Svolta nelle indagini sugli omicidi di Lello Capriati e Filippo Scavo, il primo ammazzato nel 2024, il secondo ucciso poche settimane fa nella discoteca di Bisceglie, Divine Club. Nelle prime ore della giornata, la Direzione distrettuale antimafia di Bari ha coordinato una vasta operazione che ha portato all’arresto e al fermo di 14 esponenti di spicco dei clan Capriati e Strisciuglio.
L’attività è stata eseguita congiuntamente da personale della questura di Bari e dai carabinieri del comando provinciale della Bat, con il supporto anche della guardia di finanza impegnata in una serie di perquisizioni e controlli ancora in corso.
L’operazione contro i clan
Il blitz rappresenta un passaggio chiave nelle indagini sui due omicidi che hanno segnato gli equilibri criminali nel capoluogo pugliese. Nel mirino degli investigatori, figure ritenute centrali all’interno delle organizzazioni mafiose baresi.

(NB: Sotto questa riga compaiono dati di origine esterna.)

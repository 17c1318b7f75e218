//! Observable containers.
//!
//! A [`Store`] holds one value and pushes every change to its observers. A
//! [`Derived`] view recomputes from one or more sources. Everything here is
//! single-threaded: handles are `Rc` based and deliveries run synchronously on
//! the [`Runtime`] that created the store.

mod derived;
mod runtime;

pub use derived::Derived;
pub use runtime::Runtime;

use std::cell::{Cell, RefCell};
use std::fmt;
use std::rc::{Rc, Weak};
use tracing::trace;

/// Hooks a derived view installs on its sources so it can hold back
/// recomputation until every source it depends on has delivered.
pub(crate) trait Dependent {
    /// A source has a publish in flight.
    fn invalidate(&self);
    /// A source finished its cycle without changing.
    fn settle(&self);
}

struct Observer<T> {
    id: u64,
    /// Version current when the observer registered; older publishes skip it.
    since: u64,
    on_change: Rc<dyn Fn(&T)>,
    dependent: Option<Rc<dyn Dependent>>,
}

/// A published version and its value, shared between a store and the queued
/// job that delivers it.
type Staged<T> = Rc<RefCell<(u64, Rc<T>)>>;

pub(crate) struct StoreInner<T> {
    label: &'static str,
    runtime: Runtime,
    /// Output of a derived view; publishes go through the runtime's derived lane.
    derived: bool,
    value: RefCell<Rc<T>>,
    version: Cell<u64>,
    observers: RefCell<Vec<Observer<T>>>,
    next_id: Cell<u64>,
    /// Publish jobs enqueued but not yet delivered.
    queued_jobs: Cell<usize>,
    /// The merged publish of the current batch, keyed by batch epoch.
    batch_slot: RefCell<Option<(u64, Staged<T>)>>,
}

/// A writable observable value.
pub struct Store<T> {
    inner: Rc<StoreInner<T>>,
}

impl<T> Clone for Store<T> {
    fn clone(&self) -> Self {
        Self {
            inner: Rc::clone(&self.inner),
        }
    }
}

impl<T: Clone + PartialEq + 'static> Store<T> {
    pub fn new(runtime: &Runtime, label: &'static str, value: T) -> Self {
        Self::build(runtime, label, value, false)
    }

    pub(crate) fn new_derived(runtime: &Runtime, label: &'static str, value: T) -> Self {
        Self::build(runtime, label, value, true)
    }

    fn build(runtime: &Runtime, label: &'static str, value: T, derived: bool) -> Self {
        Self {
            inner: Rc::new(StoreInner {
                label,
                runtime: runtime.clone(),
                derived,
                value: RefCell::new(Rc::new(value)),
                version: Cell::new(0),
                observers: RefCell::new(Vec::new()),
                next_id: Cell::new(0),
                queued_jobs: Cell::new(0),
                batch_slot: RefCell::new(None),
            }),
        }
    }

    pub fn label(&self) -> &'static str {
        self.inner.label
    }

    pub fn runtime(&self) -> &Runtime {
        &self.inner.runtime
    }

    /// Replaces the value and publishes it. Returns `false` (and notifies
    /// nobody) when the new value equals the current one.
    ///
    /// Every change is delivered, including several writes made from inside
    /// one observer. Only writes within the same [`Runtime::batch`] merge into
    /// a single publish of the final value.
    pub fn set(&self, value: T) -> bool {
        if **self.inner.value.borrow() == value {
            return false;
        }
        let value = Rc::new(value);
        *self.inner.value.borrow_mut() = Rc::clone(&value);
        let version = self.inner.version.get() + 1;
        self.inner.version.set(version);
        trace!(store = self.inner.label, version, "value changed");

        match self.inner.runtime.batch_epoch() {
            Some(epoch) => {
                // Views wait for every store written in the batch.
                self.inner.invalidate_dependents(version);
                self.stage_batched(epoch, version, value);
            }
            None => self.enqueue_publish(Rc::new(RefCell::new((version, value)))),
        }
        self.inner.runtime.flush();
        true
    }

    /// Computes the next value from the current one and publishes it.
    pub fn update(&self, f: impl FnOnce(&T) -> T) -> bool {
        let current = Rc::clone(&self.inner.value.borrow());
        self.set(f(&current))
    }

    pub fn read_only(&self) -> ReadOnly<T> {
        ReadOnly {
            store: self.clone(),
        }
    }

    fn stage_batched(&self, epoch: u64, version: u64, value: Rc<T>) {
        let mut slot = self.inner.batch_slot.borrow_mut();
        if let Some((slot_epoch, staged)) = slot.as_ref() {
            if *slot_epoch == epoch {
                *staged.borrow_mut() = (version, value);
                return;
            }
        }
        let staged = Rc::new(RefCell::new((version, value)));
        *slot = Some((epoch, Rc::clone(&staged)));
        drop(slot);
        self.enqueue_publish(staged);
    }

    fn enqueue_publish(&self, staged: Staged<T>) {
        self.inner.queued_jobs.set(self.inner.queued_jobs.get() + 1);
        let weak = Rc::downgrade(&self.inner);
        let job = Box::new(move || {
            if let Some(inner) = weak.upgrade() {
                inner.queued_jobs.set(inner.queued_jobs.get() - 1);
                let (version, value) = staged.borrow().clone();
                inner.publish(version, &value);
            }
        });
        if self.inner.derived {
            self.inner.runtime.enqueue_derived(job);
        } else {
            self.inner.runtime.enqueue(job);
        }
    }

    pub(crate) fn snapshot(&self) -> Rc<T> {
        Rc::clone(&self.inner.value.borrow())
    }

    /// Registers an observer without the immediate initial call.
    pub(crate) fn attach(
        &self,
        on_change: Rc<dyn Fn(&T)>,
        dependent: Option<Rc<dyn Dependent>>,
    ) -> Subscription {
        let id = self.inner.next_id.get();
        self.inner.next_id.set(id + 1);
        self.inner.observers.borrow_mut().push(Observer {
            id,
            since: self.inner.version.get(),
            on_change,
            dependent,
        });

        let weak: Weak<StoreInner<T>> = Rc::downgrade(&self.inner);
        Subscription::new(move || {
            if let Some(inner) = weak.upgrade() {
                inner.observers.borrow_mut().retain(|o| o.id != id);
            }
        })
    }

    /// Marks dependents as waiting on this store's next publish.
    pub(crate) fn invalidate_dependents(&self) {
        self.inner.invalidate_dependents(self.inner.version.get() + 1);
    }

    /// Releases dependents that were invalidated by a cycle that ended
    /// without a change. A queued publish will release them instead.
    pub(crate) fn settle_dependents(&self) {
        if self.inner.queued_jobs.get() > 0 {
            return;
        }
        for dependent in self.inner.dependents(u64::MAX) {
            dependent.settle();
        }
    }

    pub fn observer_count(&self) -> usize {
        self.inner.observers.borrow().len()
    }
}

impl<T: 'static> StoreInner<T> {
    /// Dependents that will receive the publish of `version`.
    fn dependents(&self, version: u64) -> Vec<Rc<dyn Dependent>> {
        self.observers
            .borrow()
            .iter()
            .filter(|o| o.since < version)
            .filter_map(|o| o.dependent.clone())
            .collect()
    }

    fn invalidate_dependents(&self, version: u64) {
        for dependent in self.dependents(version) {
            dependent.invalidate();
        }
    }

    fn is_registered(&self, id: u64) -> bool {
        self.observers.borrow().iter().any(|o| o.id == id)
    }

    fn publish(&self, version: u64, value: &T) {
        self.invalidate_dependents(version);
        let targets: Vec<(u64, Rc<dyn Fn(&T)>)> = self
            .observers
            .borrow()
            .iter()
            .filter(|o| o.since < version)
            .map(|o| (o.id, Rc::clone(&o.on_change)))
            .collect();
        trace!(
            store = self.label,
            version,
            observers = targets.len(),
            "publishing"
        );

        for (id, on_change) in targets {
            if self.is_registered(id) {
                on_change(value);
            }
        }
    }
}

impl<T: fmt::Debug> fmt::Debug for Store<T> {
    fn fmt(&self, f: &mut fmt::Formatter<'_>) -> fmt::Result {
        f.debug_struct("Store")
            .field("label", &self.inner.label)
            .field("value", &self.inner.value.borrow())
            .field("version", &self.inner.version.get())
            .finish()
    }
}

/// Read access to a [`Store`] without its write half.
pub struct ReadOnly<T> {
    store: Store<T>,
}

impl<T> Clone for ReadOnly<T> {
    fn clone(&self) -> Self {
        Self {
            store: self.store.clone(),
        }
    }
}

impl<T: fmt::Debug> fmt::Debug for ReadOnly<T> {
    fn fmt(&self, f: &mut fmt::Formatter<'_>) -> fmt::Result {
        f.debug_tuple("ReadOnly").field(&self.store).finish()
    }
}

mod sealed {
    pub trait Source<T> {
        fn source(&self) -> &super::Store<T>;
    }
}


/// Anything that can be read and observed: stores, read-only handles and
/// derived views.
pub trait Readable<T: Clone + PartialEq + 'static>: sealed::Source<T> {
    /// Snapshot of the current value.
    fn get(&self) -> T {
        (*self.source().snapshot()).clone()
    }

    /// Borrows the current value without cloning it.
    fn with<R>(&self, f: impl FnOnce(&T) -> R) -> R {
        f(&self.source().snapshot())
    }

    /// Calls `observer` now with the current value and then on every change,
    /// until the returned [`Subscription`] is dropped.
    fn subscribe(&self, observer: impl Fn(&T) + 'static) -> Subscription {
        let store = self.source();
        let observer: Rc<dyn Fn(&T)> = Rc::new(observer);
        let subscription = store.attach(Rc::clone(&observer), None);
        observer(&store.snapshot());
        subscription
    }
}

impl<T> sealed::Source<T> for Store<T> {
    fn source(&self) -> &Store<T> {
        self
    }
}

impl<T> sealed::Source<T> for ReadOnly<T> {
    fn source(&self) -> &Store<T> {
        &self.store
    }
}

impl<T: Clone + PartialEq + 'static> Readable<T> for Store<T> {}
impl<T: Clone + PartialEq + 'static> Readable<T> for ReadOnly<T> {}

/// Keeps an observer registered. Dropping it unsubscribes.
#[must_use = "dropping a Subscription unsubscribes the observer"]
pub struct Subscription {
    cancel: Option<Box<dyn FnOnce()>>,
}

impl Subscription {
    fn new(cancel: impl FnOnce() + 'static) -> Self {
        Self {
            cancel: Some(Box::new(cancel)),
        }
    }

    pub fn unsubscribe(self) {}

    /// Leaves the observer registered for the lifetime of the store.
    pub fn detach(mut self) {
        self.cancel = None;
    }
}

impl Drop for Subscription {
    fn drop(&mut self) {
        if let Some(cancel) = self.cancel.take() {
            cancel();
        }
    }
}

impl fmt::Debug for Subscription {
    fn fmt(&self, f: &mut fmt::Formatter<'_>) -> fmt::Result {
        f.debug_struct("Subscription")
            .field("active", &self.cancel.is_some())
            .finish()
    }
}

Le accuse e il ruolo dei singoli indagati saranno chiariti nel dettaglio nelle prossime ore.
Attesa per la conferenza stampa
I particolari dell’operazione saranno resi noti durante la conferenza stampa convocata per le ore 10.30 presso la Procura della Repubblica di Bari.
Un’indagine complessa che potrebbe aprire nuovi scenari nella ricostruzione delle dinamiche criminali legate ai clan Capriati e Strisciuglio.